FDA OKs Subcutaneous Vedolizumab (Entyvio) for UC Maintenance Therapy 

Megan Brooks

September 28, 2023

The US Food and Drug Administration (FDA) has approved the subcutaneous (SC) administration of vedolizumab (Entyvio SC, Takeda) for maintenance therapy in adults with moderately to severely active ulcerative colitis (UC) following induction therapy with intravenous administration of vedolizumab.

The company expects vedolizumab SC to be available in the United States as a single-dose pre-filled pen (Entyvio Pen) by the end of October.

The FDA approved the IV formulation of the biologic in 2014 for patients with moderate to severe UC and Crohn's disease who have failed or cannot tolerate other therapies. 
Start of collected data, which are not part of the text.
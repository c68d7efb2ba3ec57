use std::path::PathBuf;

use fontdb::{Database, Family, Query};
use glyphon::{
    Attrs, Buffer, Cache, Color, FamilyOwned, FontSystem, Metrics, Resolution, Shaping,
    SwashCache, TextArea, TextAtlas, TextBounds, TextRenderer, Viewport,
};
use palette::{LinSrgba, Srgba};
use tracing::warn;
use winit::dpi::PhysicalSize;

use crate::carousel::LabelSet;

struct Word {
    buffer: Buffer,
    width: f32,
}

/// Caption renderer: every word is its own `glyphon` buffer so it can slide
/// vertically inside a clipped line box.
pub struct LabelRenderer {
    device: wgpu::Device,
    queue: wgpu::Queue,
    _cache: Cache,
    viewport: Viewport,
    atlas: TextAtlas,
    text_renderer: TextRenderer,
    font_system: FontSystem,
    swash_cache: SwashCache,
    font_family: FamilyOwned,
    color: Color,
    words: Vec<Vec<Word>>,
    size: PhysicalSize<u32>,
    font_px: f32,
    line_height: f32,
}

impl LabelRenderer {
    pub fn new(
        device: &wgpu::Device,
        queue: &wgpu::Queue,
        format: wgpu::TextureFormat,
        labels: &LabelSet,
        image_count: usize,
        font: Option<&str>,
        color: LinSrgba,
    ) -> Self {
        let mut font_system = FontSystem::new();
        initialize_font_database(font_system.db_mut());
        let font_family = resolve_font_family(&font_system, font);

        let cache = Cache::new(device);
        let viewport = Viewport::new(device, &cache);
        let mut atlas = TextAtlas::new(device, queue, &cache, format);
        let text_renderer =
            TextRenderer::new(&mut atlas, device, wgpu::MultisampleState::default(), None);

        let metrics = Metrics::new(32.0, 38.4);
        let words = (0..image_count)
            .map(|index| {
                labels
                    .get(index)
                    .map(|label| {
                        label
                            .words
                            .iter()
                            .map(|_| Word {
                                buffer: Buffer::new(&mut font_system, metrics),
                                width: 0.0,
                            })
                            .collect()
                    })
                    .unwrap_or_default()
            })
            .collect();

        let mut renderer = Self {
            device: device.clone(),
            queue: queue.clone(),
            _cache: cache,
            viewport,
            atlas,
            text_renderer,
            font_system,
            swash_cache: SwashCache::new(),
            font_family,
            color: to_text_color(color),
            words,
            size: PhysicalSize::new(0, 0),
            font_px: 32.0,
            line_height: 38.4,
        };
        renderer.shape(labels);
        renderer
    }

    /// Re-derives the font size from the surface and reshapes every word.
    pub fn resize(&mut self, size: PhysicalSize<u32>, labels: &LabelSet) {
        self.size = size;
        self.font_px = caption_font_px(size);
        self.line_height = (self.font_px * 1.2).ceil();
        self.shape(labels);
    }

    fn shape(&mut self, labels: &LabelSet) {
        let metrics = Metrics::new(self.font_px, self.line_height);
        let attrs = Attrs::new().family(self.font_family.as_family());
        for (index, words) in self.words.iter_mut().enumerate() {
            let Some(label) = labels.get(index) else {
                continue;
            };
            for (word, text) in words.iter_mut().zip(&label.words) {
                word.buffer
                    .set_metrics_and_size(&mut self.font_system, metrics, None, None);
                word.buffer
                    .set_text(&mut self.font_system, text, &attrs, Shaping::Advanced, None);
                word.buffer.shape_until_scroll(&mut self.font_system, false);
                word.width = word
                    .buffer
                    .layout_runs()
                    .map(|run| run.line_w)
                    .fold(0.0, f32::max);
            }
        }
    }

    /// Lays out every visible caption centred under `anchor` (`x`, `top` in
    /// physical pixels) and uploads the glyphs.
    pub fn prepare(&mut self, labels: &LabelSet, anchor: (f32, f32)) {
        if self.size.width == 0 || self.size.height == 0 {
            return;
        }
        self.viewport.update(
            &self.queue,
            Resolution {
                width: self.size.width,
                height: self.size.height,
            },
        );

        let space = self.font_px * 0.3;
        let line_top = anchor.1;
        let line_bottom = line_top + self.line_height;
        let mut areas = Vec::new();
        for (index, label) in labels.visible() {
            let Some(words) = self.words.get(index) else {
                continue;
            };
            let total: f32 = words.iter().map(|w| w.width).sum::<f32>()
                + space * words.len().saturating_sub(1) as f32;
            let mut left = anchor.0 - total / 2.0;
            for (word, offset) in words.iter().zip(&label.offsets) {
                areas.push(TextArea {
                    buffer: &word.buffer,
                    left,
                    top: line_top + offset * self.line_height,
                    scale: 1.0,
                    bounds: TextBounds {
                        left: 0,
                        top: line_top.floor() as i32,
                        right: self.size.width as i32,
                        bottom: line_bottom.ceil() as i32,
                    },
                    default_color: self.color,
                    custom_glyphs: &[],
                });
                left += word.width + space;
            }
        }

        if let Err(err) = self.text_renderer.prepare(
            &self.device,
            &self.queue,
            &mut self.font_system,
            &mut self.atlas,
            &self.viewport,
            areas,
            &mut self.swash_cache,
        ) {
            warn!(error = %err, "label_prepare_failed");
        }
    }

    pub fn render(&self, pass: &mut wgpu::RenderPass<'_>) {
        if let Err(err) = self.text_renderer.render(&self.atlas, &self.viewport, pass) {
            warn!(error = %err, "label_draw_failed");
        }
    }

    pub fn trim(&mut self) {
        self.atlas.trim();
    }

    pub fn line_height(&self) -> f32 {
        self.line_height
    }
}

fn caption_font_px(size: PhysicalSize<u32>) -> f32 {
    let min_dim = size.width.min(size.height) as f32;
    (min_dim * 0.045).clamp(16.0, 96.0).round()
}

fn initialize_font_database(db: &mut Database) {
    db.load_system_fonts();
    let bundled_path = PathBuf::from(env!("CARGO_MANIFEST_DIR")).join("assets/fonts");
    if bundled_path.exists() {
        db.load_fonts_dir(&bundled_path);
    }
}

fn resolve_font_family(font_system: &FontSystem, requested: Option<&str>) -> FamilyOwned {
    let db = font_system.db();
    if let Some(name) = requested.map(str::trim).filter(|name| !name.is_empty()) {
        if font_available(db, name) {
            return FamilyOwned::Name(name.into());
        }
        warn!(font = %name, "label_font_missing");
    }
    FamilyOwned::SansSerif
}

fn font_available(db: &Database, name: &str) -> bool {
    let query = Query {
        families: &[Family::Name(name)],
        ..Default::default()
    };
    db.query(&query).is_some()
}

fn to_text_color(color: LinSrgba) -> Color {
    let srgb: Srgba<f32> = Srgba::from_linear(color);
    let srgb_u8: Srgba<u8> = srgb.into_format();
    Color::rgba(srgb_u8.red, srgb_u8.green, srgb_u8.blue, srgb_u8.alpha)
}

#[cfg(test)]
mod tests {
    use super::*;

    #[test]
    fn caption_size_tracks_the_short_side() {
        assert_eq!(caption_font_px(PhysicalSize::new(1920, 1080)), 49.0);
        assert_eq!(caption_font_px(PhysicalSize::new(200, 100)), 16.0);
        assert_eq!(caption_font_px(PhysicalSize::new(8000, 8000)), 96.0);
    }
}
The approval of vedolizumab SC was based on the results of the phase 3, randomized, double-blind, placebo-controlled VISIBLE 1 trial.  

The trial assessed the safety and efficacy of maintenance therapy with SC vedolizumab in adult patients with moderately to severely active UC who achieved clinical response at week 6 following two doses of vedolizumab IV.

At week 6, a total of 162 patients were randomly allocated (2:1) to vedolizumab or placebo by subcutaneous injection every 2 weeks. The primary endpoint was clinical remission at week 52, defined as a total Mayo score of 2 or less and no individual subscore greater than 1.

At week 52, nearly half (46%) of patients who received vedolizumab SC maintenance therapy achieved clinical remission compared with 14% of those who received placebo SC (P < .001).

The safety profile of vedolizumab SC was "generally consistent" with that of vedolizumab IV, with the addition of injection site reactions, Takeda said in a news release.

The most common adverse reactions with vedolizumab IV are nasopharyngitis, headache, arthralgia, nausea, pyrexia (fever), upper respiratory tract infection, fatigue, cough, bronchitis, influenza, back pain, rash, pruritus, sinusitis, oropharyngeal pain, and pain in the extremities.

Vedolizumab SC "can provide physicians with an additional administration option for achieving remission in their moderate to severe ulcerative colitis patients," Bruce Sands, MD, chief of gastroenterology at the Icahn School of Medicine at Mount Sinai in New York City, said in the news release.

"I appreciate now having a subcutaneous administration option that provides a clinical profile consistent with Entyvio IV while also giving me and my appropriate UC patients a choice of how they receive their maintenance therapy," Sands added.

The FDA is currently reviewing Takeda's biologics license application for SC administration of vedolizumab in the treatment of adults with moderately to severely active Crohn's disease.

Sands is a paid consultant of Takeda Pharmaceuticals U.S.A., Inc. He has not been compensated for media work.